Pendant ce temps, Washington, déterminé à tirer Poutine à travers toute la pression des sanctions et de l'aide militaire à l'Ukraine, ne connaîtra qu'une croissance de 1,6 % cette année et de 1 % en 2023 ; l'économie chinoise connaîtra une croissance de 3,2 % en 2022 et de 4,4 % en 2023. Le pays le plus envié sera l'Inde, avec un PIB estimé à 6,8 % en 2022 et à 6,1 % en 2023. En Amérique latine, le Mexique connaîtra une croissance de 2,1 % cette année et devrait croître de 1,2 % l'année prochaine, ce qui est très proche de l'économie américaine.

Qu'adviendra-t-il de l'économie russe ? Plus de huit séries de sanctions extrêmement sévères de toutes sortes ont été imposées par Washington et ses alliés dans le but d'isoler la Russie. Toutefois, l'économie russe connaîtrait une baisse de 3,4 % en 2002 et de 2,3 % l'année prochaine - preuve que la sanction a été plus sévère pour les États-Unis et surtout la zone euro que pour la Russie elle-même.

Les sanctions ont été un fiasco. Non seulement en février, les dirigeants européens ont décidé de se tirer une balle dans le pied, mais plusieurs mois plus tard, la balle a déjà été tirée dans l'autre jambe et a laissé l'économie européenne boiter vers la récession, les Européens se tapant sur les doigts avec l'incertitude en toile de fond.

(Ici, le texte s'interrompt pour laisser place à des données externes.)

//! Module registry
//!
//! The board reports each module's presence, implementation and revision in
//! response to a `[id, 0x80]` read at connect time. The registry keeps those
//! reports and answers capability questions from them: how many ids a
//! resource class can hand out, whether a revision-gated feature exists, how
//! wide a packed frame may be.

pub mod opcodes;

use serde::{Deserialize, Serialize};
use std::collections::BTreeMap;
use std::fmt;

use crate::error::{BoardError, Result};
use crate::types::ResourceClass;

/// Read bit OR'ed into a register opcode
pub const READ_BIT: u8 = 0x80;

/// Register answering the module info read
pub const INFO_REGISTER: u8 = 0x80;

/// Payload bytes available in one processor notification after `[0x09, 0x03, id]`
pub const MAX_NOTIFY_PAYLOAD: usize = 17;

/// Largest packing factor the packer accepts regardless of sample width
pub const PACKER_COUNT_LIMIT: u8 = 8;

/// Board module identifiers
#[derive(Debug, Clone, Copy, PartialEq, Eq, Hash, PartialOrd, Ord, Serialize, Deserialize)]
#[repr(u8)]
pub enum ModuleId {
    Switch = 0x01,
    Led = 0x02,
    Accelerometer = 0x03,
    Temperature = 0x04,
    Gpio = 0x05,
    NeoPixel = 0x06,
    IBeacon = 0x07,
    Haptic = 0x08,
    DataProcessor = 0x09,
    Event = 0x0a,
    Logging = 0x0b,
    Timer = 0x0c,
    SerialPassthrough = 0x0d,
    Macro = 0x0f,
    Settings = 0x11,
    Barometer = 0x12,
    Gyro = 0x13,
    AmbientLight = 0x14,
    Magnetometer = 0x15,
    Humidity = 0x16,
    SensorFusion = 0x19,
    Debug = 0xfe,
}

impl ModuleId {
    /// Every module the engine knows about, in discovery order
    pub const ALL: [ModuleId; 22] = [
        ModuleId::Switch,
        ModuleId::Led,
        ModuleId::Accelerometer,
        ModuleId::Temperature,
        ModuleId::Gpio,
        ModuleId::NeoPixel,
        ModuleId::IBeacon,
        ModuleId::Haptic,
        ModuleId::DataProcessor,
        ModuleId::Event,
        ModuleId::Logging,
        ModuleId::Timer,
        ModuleId::SerialPassthrough,
        ModuleId::Macro,
        ModuleId::Settings,
        ModuleId::Barometer,
        ModuleId::Gyro,
        ModuleId::AmbientLight,
        ModuleId::Magnetometer,
        ModuleId::Humidity,
        ModuleId::SensorFusion,
        ModuleId::Debug,
    ];

    /// Look up a module by its wire id
    pub fn from_u8(id: u8) -> Option<Self> {
        Self::ALL.into_iter().find(|m| *m as u8 == id)
    }

    /// Display name
    pub fn display_name(self) -> &'static str {
        match self {
            ModuleId::Switch => "Switch",
            ModuleId::Led => "Led",
            ModuleId::Accelerometer => "Accelerometer",
            ModuleId::Temperature => "Temperature",
            ModuleId::Gpio => "Gpio",
            ModuleId::NeoPixel => "NeoPixel",
            ModuleId::IBeacon => "IBeacon",
            ModuleId::Haptic => "Haptic",
            ModuleId::DataProcessor => "DataProcessor",
            ModuleId::Event => "Event",
            ModuleId::Logging => "Logging",
            ModuleId::Timer => "Timer",
            ModuleId::SerialPassthrough => "SerialPassthrough",
            ModuleId::Macro => "Macro",
            ModuleId::Settings => "Settings",
            ModuleId::Barometer => "Barometer",
            ModuleId::Gyro => "Gyro",
            ModuleId::AmbientLight => "AmbientLight",
            ModuleId::Magnetometer => "Magnetometer",
            ModuleId::Humidity => "Humidity",
            ModuleId::SensorFusion => "SensorFusion",
            ModuleId::Debug => "Debug",
        }
    }
}

impl fmt::Display for ModuleId {
    fn fmt(&self, f: &mut fmt::Formatter<'_>) -> fmt::Result {
        write!(f, "{}", self.display_name())
    }
}

/// What the board reported about one module
#[derive(Debug, Clone, PartialEq, Eq, Serialize, Deserialize)]
pub struct ModuleInfo {
    pub id: ModuleId,
    pub present: bool,
    pub implementation: u8,
    pub revision: u8,
    /// Module specific trailing bytes (capacities, feature flags)
    pub extra: Vec<u8>,
}

impl ModuleInfo {
    /// Parse a `[id, 0x80, implementation, revision, extra...]` response
    pub fn parse(frame: &[u8]) -> Result<Self> {
        if frame.len() < 2 || frame[1] != INFO_REGISTER {
            return Err(BoardError::Protocol(format!(
                "not a module info response: {:02x?}",
                frame
            )));
        }
        let id = ModuleId::from_u8(frame[0])
            .ok_or_else(|| BoardError::Protocol(format!("unknown module {:#04x}", frame[0])))?;

        if frame.len() < 4 {
            return Ok(Self::absent(id));
        }

        Ok(Self {
            id,
            present: true,
            implementation: frame[2],
            revision: frame[3],
            extra: frame[4..].to_vec(),
        })
    }

    /// An absent module
    pub fn absent(id: ModuleId) -> Self {
        Self {
            id,
            present: false,
            implementation: 0xff,
            revision: 0xff,
            extra: Vec::new(),
        }
    }
}

/// Capability table built from the board's module info dump
#[derive(Debug, Clone, Default, PartialEq, Eq, Serialize, Deserialize)]
pub struct ModuleRegistry {
    modules: BTreeMap<ModuleId, ModuleInfo>,
}

impl ModuleRegistry {
    /// Create an empty registry
    pub fn new() -> Self {
        Self::default()
    }

    /// Record a module info report, replacing any earlier one
    pub fn insert(&mut self, info: ModuleInfo) {
        self.modules.insert(info.id, info);
    }

    /// Parse and record a module info response
    pub fn apply_info_response(&mut self, frame: &[u8]) -> Result<ModuleId> {
        let info = ModuleInfo::parse(frame)?;
        let id = info.id;
        self.insert(info);
        Ok(id)
    }

    pub fn info(&self, id: ModuleId) -> Option<&ModuleInfo> {
        self.modules.get(&id)
    }

    pub fn is_present(&self, id: ModuleId) -> bool {
        self.info(id).is_some_and(|m| m.present)
    }

    /// Revision of a present module
    pub fn revision(&self, id: ModuleId) -> Option<u8> {
        self.info(id).filter(|m| m.present).map(|m| m.revision)
    }

    /// Implementation of a present module
    pub fn implementation(&self, id: ModuleId) -> Option<u8> {
        self.info(id).filter(|m| m.present).map(|m| m.implementation)
    }

    /// All known modules
    pub fn modules(&self) -> impl Iterator<Item = &ModuleInfo> {
        self.modules.values()
    }

    /// Number of ids the board can hand out for a resource class
    pub fn capacity(&self, class: ResourceClass) -> u8 {
        match self.info(class.module()) {
            Some(info) if !info.present => 0,
            Some(info) => info
                .extra
                .first()
                .copied()
                .unwrap_or_else(|| class.default_capacity()),
            None => class.default_capacity(),
        }
    }

    fn revision_at_least(&self, id: ModuleId, min: u8) -> bool {
        self.revision(id).is_some_and(|r| r >= min)
    }

    /// Average processor can run as a high-pass filter
    pub fn supports_highpass(&self) -> bool {
        self.revision_at_least(ModuleId::DataProcessor, opcodes::processor::HIGHPASS_REVISION)
    }

    /// Fuser processor is available
    pub fn supports_fuser(&self) -> bool {
        self.revision_at_least(ModuleId::DataProcessor, opcodes::processor::FUSER_REVISION)
    }

    /// Accounter output may be streamed live
    pub fn supports_streamed_accounting(&self) -> bool {
        self.revision_at_least(
            ModuleId::DataProcessor,
            opcodes::processor::ENHANCED_STREAMING_REVISION,
        )
    }

    /// Readout pages must be acknowledged
    pub fn supports_page_confirm(&self) -> bool {
        self.revision_at_least(ModuleId::Logging, opcodes::logging::PAGE_CONFIRM_REVISION)
    }

    /// Sensor fusion calibration state can be read back
    pub fn supports_calibration_readback(&self) -> bool {
        self.revision_at_least(
            ModuleId::SensorFusion,
            opcodes::sensor_fusion::CALIBRATION_REVISION,
        )
    }

    /// Largest packing factor for samples of `sample_len` bytes
    pub fn max_pack_count(&self, sample_len: usize) -> u8 {
        if sample_len == 0 {
            return 0;
        }
        let by_frame = (MAX_NOTIFY_PAYLOAD / sample_len).min(u8::MAX as usize) as u8;
        by_frame.min(PACKER_COUNT_LIMIT)
    }

    /// Fail with `InvalidOperation` unless `id` is present
    pub fn require(&self, id: ModuleId) -> Result<&ModuleInfo> {
        self.info(id)
            .filter(|m| m.present)
            .ok_or_else(|| BoardError::InvalidOperation(format!("{} module not present", id)))
    }
}

#[cfg(test)]
mod tests {
    use super::*;

    fn registry_with(frames: &[&[u8]]) -> ModuleRegistry {
        let mut reg = ModuleRegistry::new();
        for f in frames {
            reg.apply_info_response(f).unwrap();
        }
        reg
    }

    #[test]
    fn test_parse_present_module() {
        let info = ModuleInfo::parse(&[0x09, 0x80, 0x00, 0x03, 0x1c]).unwrap();
        assert_eq!(info.id, ModuleId::DataProcessor);
        assert!(info.present);
        assert_eq!(info.revision, 3);
        assert_eq!(info.extra, vec![0x1c]);
    }

    #[test]
    fn test_parse_absent_module() {
        let info = ModuleInfo::parse(&[0x19, 0x80]).unwrap();
        assert!(!info.present);
    }

    #[test]
    fn test_parse_rejects_other_registers() {
        assert!(ModuleInfo::parse(&[0x09, 0x02, 0x00]).is_err());
        assert!(ModuleInfo::parse(&[0x42, 0x80]).is_err());
    }

    #[test]
    fn test_capacity_from_extra_and_defaults() {
        let reg = registry_with(&[&[0x0b, 0x80, 0x00, 0x02, 0x04], &[0x0c, 0x80]]);
        assert_eq!(reg.capacity(ResourceClass::Logger), 4);
        assert_eq!(reg.capacity(ResourceClass::Timer), 0);
        assert_eq!(reg.capacity(ResourceClass::Processor), 28);
    }

    #[test]
    fn test_revision_gated_features() {
        let old = registry_with(&[&[0x09, 0x80, 0x00, 0x01], &[0x19, 0x80, 0x00, 0x00]]);
        assert!(!old.supports_highpass());
        assert!(!old.supports_fuser());
        assert!(!old.supports_calibration_readback());

        let new = registry_with(&[&[0x09, 0x80, 0x00, 0x03], &[0x19, 0x80, 0x00, 0x02]]);
        assert!(new.supports_highpass());
        assert!(new.supports_fuser());
        assert!(new.supports_calibration_readback());
    }

    #[test]
    fn test_max_pack_count() {
        let reg = ModuleRegistry::new();
        assert_eq!(reg.max_pack_count(6), 2);
        assert_eq!(reg.max_pack_count(4), 4);
        assert_eq!(reg.max_pack_count(1), PACKER_COUNT_LIMIT);
        assert_eq!(reg.max_pack_count(0), 0);
    }

    #[test]
    fn test_module_round_trip() {
        for m in ModuleId::ALL {
            assert_eq!(ModuleId::from_u8(m as u8), Some(m));
        }
        assert_eq!(ModuleId::from_u8(0x0e), None);
    }
}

On parle peu de paix et beaucoup d'armes. Lors d'une réunion télématique extraordinaire du G7, avec l'UE et le président Zelenski, les dirigeants réunis ont averti Poutine qu'il sera tenu pour responsable et ont convenu de nouvelles livraisons d'armes. Washington a déclaré qu'elle donnerait à l'Ukraine des systèmes de défense aérienne Nasams et à l'Allemagne des équipements antiaériens IRIS-T.

Alors qu'un groupe de dirigeants occidentaux continue à affronter Poutine, enhardi en armant l'Ukraine pour qu'elle se défende contre l'envahisseur, les Européens sont très nerveux quant à leur avenir immédiat.  Tout d'abord, le long hiver d'incertitude quant à l'approvisionnement en gaz, en électricité et en chauffage, qui est déjà payé à des prix très bas. Non seulement l'économie est gelée mais aussi les espoirs... la récession signifie la faim.